If parts of Orson’s soul remained scattered, maybe we’d picked up one or two on our procession. I’d have to check with his personal shaman. Meanwhile, we were a happy duo.
CHAPTER SEVEN
Ecstatic Places
I hadn’t thought about my fish for years. It was Paula who reminded me of my aquatic companions. They were the dogs of my childhood.
I was obsessed with tropical fish—betas, mollies, guppies, tetras—between the ages of eight and twelve, the first of sever
al great obsessions.
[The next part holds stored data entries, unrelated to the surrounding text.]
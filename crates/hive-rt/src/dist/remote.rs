//! Location-transparent remote call, cast, and spawn.
//!
//! The client side correlates requests through the pending tables: every
//! outbound call or spawn installs a one-shot reply channel keyed by its
//! correlation id, drained by the reply, by the caller's timeout, or by
//! peer loss. The server side resolves the target locally and answers with
//! a reply or a typed error -- an unknown behavior name is an explicit
//! error, never a silently successful stub.
//!
//! Casts are fire-and-forget by design: delivery failure to an unreachable
//! peer is silent, callers needing confirmation use `call`.

use std::sync::Arc;
use std::time::Duration;

use crossbeam_channel::{bounded, RecvTimeoutError};
use log::debug;

use hive_wire::{call_id as new_call_id, spawn_id as new_spawn_id};
use hive_wire::{CallErrorKind, ClusterMessage, NodeId, SpawnErrorKind, Term, WireEnvelope};

use super::global::GlobalRegistry;
use super::transport::Transport;
use crate::actor::behavior::BehaviorCatalog;
use crate::actor::calls::{PendingCall, PendingSpawn, PendingTables};
use crate::actor::kernel::{Kernel, StartOptions};
use crate::actor::process::{ExitReason, ServerRef};
use crate::error::{Error, Result};
use crate::persist::Clock;

/// Options for a remote spawn.
#[derive(Debug, Clone, Default)]
pub struct SpawnOptions {
    /// Register the spawned process in the receiving node's local registry.
    pub register_name: Option<String>,
    /// Additionally register it in the global registry under the same name.
    pub register_global: bool,
}

// ---------------------------------------------------------------------------
// Remote
// ---------------------------------------------------------------------------

/// Remote messaging endpoints for one node. Cheap to clone.
#[derive(Clone)]
pub(crate) struct Remote {
    pub kernel: Kernel,
    pub transport: Transport,
    pub catalog: Arc<BehaviorCatalog>,
    pub global: GlobalRegistry,
    pub tables: Arc<PendingTables>,
    pub local: NodeId,
    pub clock: Arc<dyn Clock>,
    /// Timeout applied by the receiving side when resolving inbound calls,
    /// and the default for outbound requests.
    pub call_timeout: Duration,
}

impl Remote {
    fn send(&self, peer: &NodeId, message: ClusterMessage) -> Result<()> {
        self.transport.send(
            peer,
            &WireEnvelope::new(self.local.clone(), self.clock.now_ms(), message),
        )
    }

    // -----------------------------------------------------------------------
    // Client side
    // -----------------------------------------------------------------------

    /// Remote request/reply with the same semantics as a local call, plus
    /// the remote failure modes (`NodeNotReachable`, transported errors).
    pub fn call(&self, node: &NodeId, target_id: u64, msg: Term, timeout: Duration) -> Result<Term> {
        self.kernel.stats().record_initiated();
        let call_id = new_call_id();
        let (reply_tx, reply_rx) = bounded(1);
        self.tables.insert_call(
            call_id.clone(),
            PendingCall {
                reply: reply_tx,
                node: node.clone(),
                target_id,
            },
        );

        if let Err(err) = self.send(
            node,
            ClusterMessage::Call {
                call_id: call_id.clone(),
                target_id,
                payload: msg,
            },
        ) {
            self.tables.take_call(&call_id);
            self.kernel.stats().record_rejected();
            return Err(err);
        }

        match reply_rx.recv_timeout(timeout) {
            Ok(Ok(value)) => {
                self.kernel.stats().record_resolved();
                Ok(value)
            }
            Ok(Err(err)) => {
                self.kernel.stats().record_rejected();
                Err(err)
            }
            Err(RecvTimeoutError::Timeout) => {
                // Remove our own entry; a reply racing in is discarded.
                self.tables.take_call(&call_id);
                self.kernel.stats().record_timed_out();
                Err(Error::CallTimeout {
                    timeout_ms: timeout.as_millis() as u64,
                    server_id: target_id,
                    node: Some(node.clone()),
                })
            }
            Err(RecvTimeoutError::Disconnected) => {
                self.kernel.stats().record_rejected();
                Err(Error::NodeNotReachable { node: node.clone() })
            }
        }
    }

    /// Fire-and-forget to a remote process. Unreachable peers are silent.
    pub fn cast(&self, node: &NodeId, target_id: u64, msg: Term) {
        self.kernel.stats().record_cast();
        let _ = self.send(
            node,
            ClusterMessage::Cast {
                target_id,
                payload: msg,
            },
        );
    }

    /// Start a cataloged behavior on a peer node.
    pub fn spawn(
        &self,
        node: &NodeId,
        behavior: &str,
        init_args: Term,
        options: SpawnOptions,
        timeout: Duration,
    ) -> Result<ServerRef> {
        let spawn_id = new_spawn_id();
        let (reply_tx, reply_rx) = bounded(1);
        self.tables.insert_spawn(
            spawn_id.clone(),
            PendingSpawn {
                reply: reply_tx,
                node: node.clone(),
            },
        );

        if let Err(err) = self.send(
            node,
            ClusterMessage::SpawnRequest {
                spawn_id: spawn_id.clone(),
                behavior: behavior.to_string(),
                init_args,
                register_name: options.register_name,
                register_global: options.register_global,
            },
        ) {
            self.tables.take_spawn(&spawn_id);
            return Err(err);
        }

        match reply_rx.recv_timeout(timeout) {
            Ok(Ok(server_id)) => Ok(ServerRef::remote(server_id, node.clone())),
            Ok(Err(err)) => Err(err),
            Err(RecvTimeoutError::Timeout) => {
                self.tables.take_spawn(&spawn_id);
                Err(Error::SpawnFailed {
                    detail: format!(
                        "spawn of '{}' on {} timed out after {} ms",
                        behavior,
                        node,
                        timeout.as_millis()
                    ),
                })
            }
            Err(RecvTimeoutError::Disconnected) => {
                Err(Error::NodeNotReachable { node: node.clone() })
            }
        }
    }

    /// Ask a peer to shut one of its processes down. Fire-and-forget: the
    /// requester observes completion through its monitor, if it holds one.
    pub fn stop_remote(&self, node: &NodeId, target_id: u64) {
        let _ = self.send(
            node,
            ClusterMessage::ExitSignal {
                link_id: None,
                target_id,
                reason: hive_wire::DownReason::Shutdown,
                detail: None,
            },
        );
    }

    /// Peer lost: fail every in-flight call and spawn addressed to it.
    pub fn on_node_down(&self, peer: &NodeId) {
        self.tables.fail_node(peer);
    }

    // -----------------------------------------------------------------------
    // Server side
    // -----------------------------------------------------------------------

    /// Resolve an inbound call against the local kernel.
    ///
    /// The envelope is enqueued on the caller's (router) thread so ordering
    /// against casts from the same sender is preserved; only the reply wait
    /// runs on a worker thread.
    pub fn handle_call_request(&self, from: &NodeId, call_id: String, target_id: u64, payload: Term) {
        let reply_rx = match self.kernel.call_enqueue(target_id, payload) {
            Ok(reply_rx) => reply_rx,
            Err(err) => {
                let _ = self.send(from, call_response(call_id, Err(err)));
                return;
            }
        };
        let remote = self.clone();
        let from = from.clone();
        let _ = std::thread::Builder::new()
            .name("hive-call-worker".to_string())
            .spawn(move || {
                let result = remote
                    .kernel
                    .call_await(reply_rx, remote.call_timeout, target_id);
                let _ = remote.send(&from, call_response(call_id, result));
            });
    }

    pub fn handle_cast_request(&self, target_id: u64, payload: Term) {
        self.kernel.cast(&ServerRef::local(target_id), payload);
    }

    /// Resolve an inbound spawn: catalog lookup, local start, optional
    /// registrations, typed errors for every failure mode.
    pub fn handle_spawn_request(
        &self,
        from: &NodeId,
        spawn_id: String,
        behavior: String,
        init_args: Term,
        register_name: Option<String>,
        register_global: bool,
    ) {
        let message = self.spawn_response(spawn_id, &behavior, init_args, register_name, register_global);
        let _ = self.send(from, message);
    }

    fn spawn_response(
        &self,
        spawn_id: String,
        behavior: &str,
        init_args: Term,
        register_name: Option<String>,
        register_global: bool,
    ) -> ClusterMessage {
        let factory = match self.catalog.get(behavior) {
            Ok(factory) => factory,
            Err(_) => {
                // The detail carries the bare name; the caller rebuilds the
                // typed error from it.
                return ClusterMessage::SpawnError {
                    spawn_id,
                    kind: SpawnErrorKind::BehaviorNotFound,
                    detail: behavior.to_string(),
                };
            }
        };

        if register_global && register_name.is_none() {
            return ClusterMessage::SpawnError {
                spawn_id,
                kind: SpawnErrorKind::NameConflict,
                detail: "global registration requires a name".to_string(),
            };
        }

        let start = self.kernel.start(
            factory(),
            StartOptions {
                name: register_name.clone(),
                init_args,
            },
        );
        let server = match start {
            Ok(server) => server,
            Err(Error::RegistryConflict { name }) => {
                return ClusterMessage::SpawnError {
                    spawn_id,
                    kind: SpawnErrorKind::NameConflict,
                    detail: format!("name '{}' is taken", name),
                };
            }
            Err(err) => {
                return ClusterMessage::SpawnError {
                    spawn_id,
                    kind: SpawnErrorKind::InitFailed,
                    detail: err.to_string(),
                };
            }
        };

        if register_global {
            let name = register_name.expect("checked above");
            if let Err(err) = self.global.register(&name, server.id) {
                self.kernel.stop_async(&server, ExitReason::Shutdown);
                return ClusterMessage::SpawnError {
                    spawn_id,
                    kind: SpawnErrorKind::NameConflict,
                    detail: err.to_string(),
                };
            }
        }

        ClusterMessage::SpawnReply {
            spawn_id,
            server_id: server.id,
        }
    }

    // -----------------------------------------------------------------------
    // Reply routing
    // -----------------------------------------------------------------------

    pub fn handle_call_reply(&self, call_id: &str, payload: Term) {
        match self.tables.take_call(call_id) {
            Some(pending) => {
                let _ = pending.reply.send(Ok(payload));
            }
            None => debug!("late call reply {} discarded", call_id),
        }
    }

    pub fn handle_call_error(&self, call_id: &str, kind: CallErrorKind, detail: Term) {
        if let Some(pending) = self.tables.take_call(call_id) {
            let err = match kind {
                CallErrorKind::ServerNotRunning => Error::ServerNotRunning {
                    server_id: pending.target_id,
                    node: Some(pending.node.clone()),
                },
                CallErrorKind::Timeout => Error::CallTimeout {
                    timeout_ms: self.call_timeout.as_millis() as u64,
                    server_id: pending.target_id,
                    node: Some(pending.node.clone()),
                },
                CallErrorKind::App => Error::CallFailed {
                    detail: detail_string(&detail),
                },
            };
            let _ = pending.reply.send(Err(err));
        }
    }

    pub fn handle_spawn_reply(&self, spawn_id: &str, server_id: u64) {
        if let Some(pending) = self.tables.take_spawn(spawn_id) {
            let _ = pending.reply.send(Ok(server_id));
        }
    }

    pub fn handle_spawn_error(&self, spawn_id: &str, kind: SpawnErrorKind, detail: String) {
        if let Some(pending) = self.tables.take_spawn(spawn_id) {
            let err = match kind {
                SpawnErrorKind::BehaviorNotFound => Error::BehaviorNotFound {
                    name: detail.clone(),
                },
                SpawnErrorKind::NameConflict | SpawnErrorKind::InitFailed => {
                    Error::SpawnFailed { detail }
                }
            };
            let _ = pending.reply.send(Err(err));
        }
    }
}

/// Map a local call result onto the wire response.
fn call_response(call_id: String, result: Result<Term>) -> ClusterMessage {
    match result {
        Ok(payload) => ClusterMessage::CallReply { call_id, payload },
        Err(Error::ServerNotRunning { .. }) => ClusterMessage::CallError {
            call_id,
            kind: CallErrorKind::ServerNotRunning,
            detail: Term::Null,
        },
        Err(Error::CallTimeout { timeout_ms, .. }) => ClusterMessage::CallError {
            call_id,
            kind: CallErrorKind::Timeout,
            detail: Term::Int(timeout_ms as i64),
        },
        Err(Error::CallFailed { detail }) => ClusterMessage::CallError {
            call_id,
            kind: CallErrorKind::App,
            detail: Term::error("CallError", detail),
        },
        Err(other) => ClusterMessage::CallError {
            call_id,
            kind: CallErrorKind::App,
            detail: Term::error("CallError", other.to_string()),
        },
    }
}

/// Human-readable form of a transported error payload.
fn detail_string(detail: &Term) -> String {
    match detail {
        Term::Error(err) => err.message.clone(),
        Term::Str(s) => s.clone(),
        Term::Null => "remote call failed".to_string(),
        other => other.to_string(),
    }
}

// ---------------------------------------------------------------------------
// Tests
// ---------------------------------------------------------------------------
At first, no one outside of my family knew of their existence, and no one inside my family cared.
I launched this enterprise at the J. J. Newberry five-and-dime store in downtown Providence, where a bald and businesslike one-armed man, who always wore a white shirt and tie, ran the fish department. A blunt sort, he never asked a single question about me, not even my name. But he was generous in telling me all he knew about fish, which was a great deal.
Before long, I had six or seven tanks—at least four of them held twenty-five gallons—hooked up to an elaborate system of thermostatic heaters, lights, gurgling pumps. Fish, tanks, and related equipment took over my room and much of the upstairs.
All these elements I laboriously hauled through busy streets and transported on buses and up long blocks to our aging, sprawling house miles away. It took months, even years, to fully assemble this world. To pay for it all, I regularly stole money from my mother’s purse. I don’t know to this day if she noticed and said nothing, or didn’t notice, or didn’t want to.
Over time, I learned to breed fish to sell and trade, supervising matings and innumerable hatchings. I was the house physician, as well, performing surgery and removing sores and tumors. I constructed elaborate surgical netting with lights to trap sick fish and hold them while I worked. I saved many fish lives, and lost some others.
I ordered medicines from different parts of the country so I could treat funguses and bacterial infections. After a while, strangers began to call and ask me to come save their fish, and I would grab my bag of surgical instruments, lamps, and medicines and wait to be picked up.